BSUV-Net: A Fully-Convolutional Neural Network for Background Subtraction of Unseen Videos
This addresses a gap in computer vision for applications like object tracking and people recognition by enabling effective background subtraction on completely unseen videos, though it is an incremental improvement over existing supervised methods.
The paper tackles the problem of background subtraction for unseen videos, where existing supervised methods rely on annotated frames from the test video during training, and proposes BSUV-Net, a fully-convolutional neural network that outperforms state-of-the-art algorithms on the CDNet-2014 dataset in metrics like F-measure, recall, and precision.

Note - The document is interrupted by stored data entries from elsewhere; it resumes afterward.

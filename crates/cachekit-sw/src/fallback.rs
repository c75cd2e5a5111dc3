//! Responses of last resort.

use cachekit_net::Request;
use tracing::{debug, warn};

use crate::store::{CacheStorage, FetchResponse, RequestKey, ResponseSource};

/// Which strategy ran out of options.
#[derive(Debug, Clone, Copy, PartialEq, Eq)]
pub enum FallbackKind {
    /// Network-first: network and dynamic cache both failed.
    NetworkError,
    /// Cache-first: asset not cached and network failed.
    NotAvailableOffline,
}

impl FallbackKind {
    pub fn status(self) -> u16 {
        match self {
            FallbackKind::NetworkError => 408,
            FallbackKind::NotAvailableOffline => 404,
        }
    }

    pub fn body(self) -> &'static str {
        match self {
            FallbackKind::NetworkError => "Network error happened",
            FallbackKind::NotAvailableOffline => "Resource not available offline",
        }
    }
}

/// Produces the offline page and synthesized error responses.
#[derive(Debug, Clone)]
pub struct FallbackProvider {
    storage: CacheStorage,
    offline_key: RequestKey,
}

impl FallbackProvider {
    pub fn new(storage: CacheStorage, offline_key: RequestKey) -> Self {
        Self {
            storage,
            offline_key,
        }
    }

    /// The precached root document, from whichever generation holds it.
    pub async fn offline_page(&self) -> Option<FetchResponse> {
        match self.storage.match_any(&self.offline_key).await {
            Ok(Some(entry)) => Some(FetchResponse::from_entry(entry, ResponseSource::Fallback)),
            Ok(None) => {
                warn!(key = %self.offline_key, "Offline page is not cached");
                None
            }
            Err(e) => {
                warn!(key = %self.offline_key, error = %e, "Offline page lookup failed");
                None
            }
        }
    }

    /// A plain-text error response for `kind`.
    pub fn synthetic_error(&self, kind: FallbackKind) -> FetchResponse {
        FetchResponse::synthetic(kind.status(), kind.body())
    }

    /// Final answer once network and cache are exhausted. Navigations get the
    /// offline page when it is cached.
    pub async fn exhausted(&self, request: &Request, kind: FallbackKind) -> FetchResponse {
        if request.is_navigation() {
            if let Some(page) = self.offline_page().await {
                debug!(url = %request.url, "Serving offline page");
                return page;
            }
        }

        debug!(url = %request.url, status = kind.status(), "Serving synthetic error");
        self.synthetic_error(kind)
    }
}
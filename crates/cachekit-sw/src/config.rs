//! Worker configuration.
//!
//! Every constant the worker shares between install-time precaching and
//! activate-time pruning lives here, in one immutable value.

use std::path::Path;
use std::time::Duration;

use cachekit_common::RetryConfig;
use serde::{Deserialize, Serialize};
use url::Url;

use crate::ServiceWorkerError;

/// Worker configuration.
#[derive(Debug, Clone, PartialEq, Serialize, Deserialize)]
#[serde(default)]
pub struct WorkerConfig {
    /// Base URL the worker controls; relative URLs resolve against it.
    pub scope: String,

    /// Generation holding the application shell and static assets.
    pub asset_cache_name: String,

    /// Generation holding network-first (API) responses.
    pub dynamic_cache_name: String,

    /// Root document served to navigations that cannot be satisfied.
    pub offline_url: String,

    /// URLs precached at install, in order.
    pub asset_set: Vec<String>,

    /// Host/path substrings marking dynamic endpoints.
    pub api_url_patterns: Vec<String>,

    /// Optional bound on each network call, in milliseconds.
    pub network_timeout_ms: Option<u64>,

    /// Attempts per asset during install.
    pub precache_attempts: u32,

    /// Background sync tag that triggers a data resync.
    pub sync_tag: String,

    /// Push notification defaults.
    pub notification: NotificationConfig,
}

/// Defaults used when a push payload omits fields.
#[derive(Debug, Clone, PartialEq, Serialize, Deserialize)]
#[serde(default)]
pub struct NotificationConfig {
    pub default_title: String,
    pub default_body: String,
    pub icon: String,
    pub badge: String,
}

impl Default for WorkerConfig {
    fn default() -> Self {
        Self {
            scope: "http://localhost:8080/".to_string(),
            asset_cache_name: "tiktok-player-static-v2".to_string(),
            dynamic_cache_name: "tiktok-player-dynamic-v2".to_string(),
            offline_url: "/".to_string(),
            asset_set: vec![
                "/".to_string(),
                "/index.html".to_string(),
                "/manifest.json".to_string(),
                "/icons/icon-192x192.png".to_string(),
                "/icons/icon-512x512.png".to_string(),
            ],
            api_url_patterns: vec![
                "/api/".to_string(),
                "tiktok.com".to_string(),
                "tikwm.com".to_string(),
            ],
            network_timeout_ms: None,
            precache_attempts: 1,
            sync_tag: "sync-tiktok-data".to_string(),
            notification: NotificationConfig::default(),
        }
    }
}

impl Default for NotificationConfig {
    fn default() -> Self {
        Self {
            default_title: "TikTok Player".to_string(),
            default_body: "New content available!".to_string(),
            icon: "/icons/icon-192x192.png".to_string(),
            badge: "/icons/icon-72x72.png".to_string(),
        }
    }
}

impl WorkerConfig {
    /// Parse a JSON configuration. Missing fields take their defaults.
    pub fn from_json_str(json: &str) -> Result<Self, ServiceWorkerError> {
        let config: Self = serde_json::from_str(json)?;
        config.validate()?;
        Ok(config)
    }

    /// Load a JSON configuration file.
    pub fn from_path(path: impl AsRef<Path>) -> Result<Self, ServiceWorkerError> {
        let json = std::fs::read_to_string(path.as_ref())?;
        Self::from_json_str(&json)
    }

    /// Check the invariants the lifecycle relies on.
    pub fn validate(&self) -> Result<(), ServiceWorkerError> {
        if self.asset_cache_name.trim().is_empty() || self.dynamic_cache_name.trim().is_empty() {
            return Err(ServiceWorkerError::Config(
                "cache generation names must not be empty".to_string(),
            ));
        }
        if self.asset_cache_name == self.dynamic_cache_name {
            return Err(ServiceWorkerError::Config(format!(
                "asset and dynamic generations share the name {}",
                self.asset_cache_name
            )));
        }
        self.scope_url()?;
        self.offline_page_url()?;
        self.asset_urls()?;
        Ok(())
    }

    /// The parsed scope URL.
    pub fn scope_url(&self) -> Result<Url, ServiceWorkerError> {
        Url::parse(&self.scope)
            .map_err(|e| ServiceWorkerError::Config(format!("invalid scope {}: {e}", self.scope)))
    }

    /// Resolve a possibly relative URL against the scope.
    pub fn resolve(&self, url: &str) -> Result<Url, ServiceWorkerError> {
        self.scope_url()?
            .join(url)
            .map_err(|e| ServiceWorkerError::Config(format!("invalid url {url}: {e}")))
    }

    /// Absolute URL of the offline fallback document.
    pub fn offline_page_url(&self) -> Result<Url, ServiceWorkerError> {
        self.resolve(&self.offline_url)
    }

    /// Absolute URLs of the asset set, in order.
    pub fn asset_urls(&self) -> Result<Vec<Url>, ServiceWorkerError> {
        self.asset_set.iter().map(|u| self.resolve(u)).collect()
    }

    /// Generation names retained at activate.
    pub fn current_generations(&self) -> [&str; 2] {
        [
            self.dynamic_cache_name.as_str(),
            self.asset_cache_name.as_str(),
        ]
    }

    /// Whether a generation name is one of the current ones.
    pub fn is_current_generation(&self, name: &str) -> bool {
        self.current_generations().contains(&name)
    }

    pub fn network_timeout(&self) -> Option<Duration> {
        self.network_timeout_ms.map(Duration::from_millis)
    }

    /// Retry policy for precaching one asset.
    pub fn precache_retry(&self) -> RetryConfig {
        RetryConfig::attempts(self.precache_attempts)
    }
}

Background subtraction is a basic task in computer vision and video processing often applied as a pre-processing step for object tracking, people recognition, etc. Recently, a number of successful background-subtraction algorithms have been proposed, however nearly all of the top-performing ones are supervised. Crucially, their success relies upon the availability of some annotated frames of the test video during training. Consequently, their performance on completely "unseen" videos is undocumented in the literature. In this work, we propose a new, supervised, background-subtraction algorithm for unseen videos (BSUV-Net) based on a fully-convolutional neural network. The input to our network consists of the current frame and two background frames captured at different time scales along with their semantic segmentation maps. In order to reduce the chance of overfitting, we also introduce a new data-augmentation technique which mitigates the impact of illumination difference between the background frames and the current frame. On the CDNet-2014 dataset, BSUV-Net outperforms state-of-the-art algorithms evaluated on unseen videos in terms of several metrics including F-measure, recall and precision.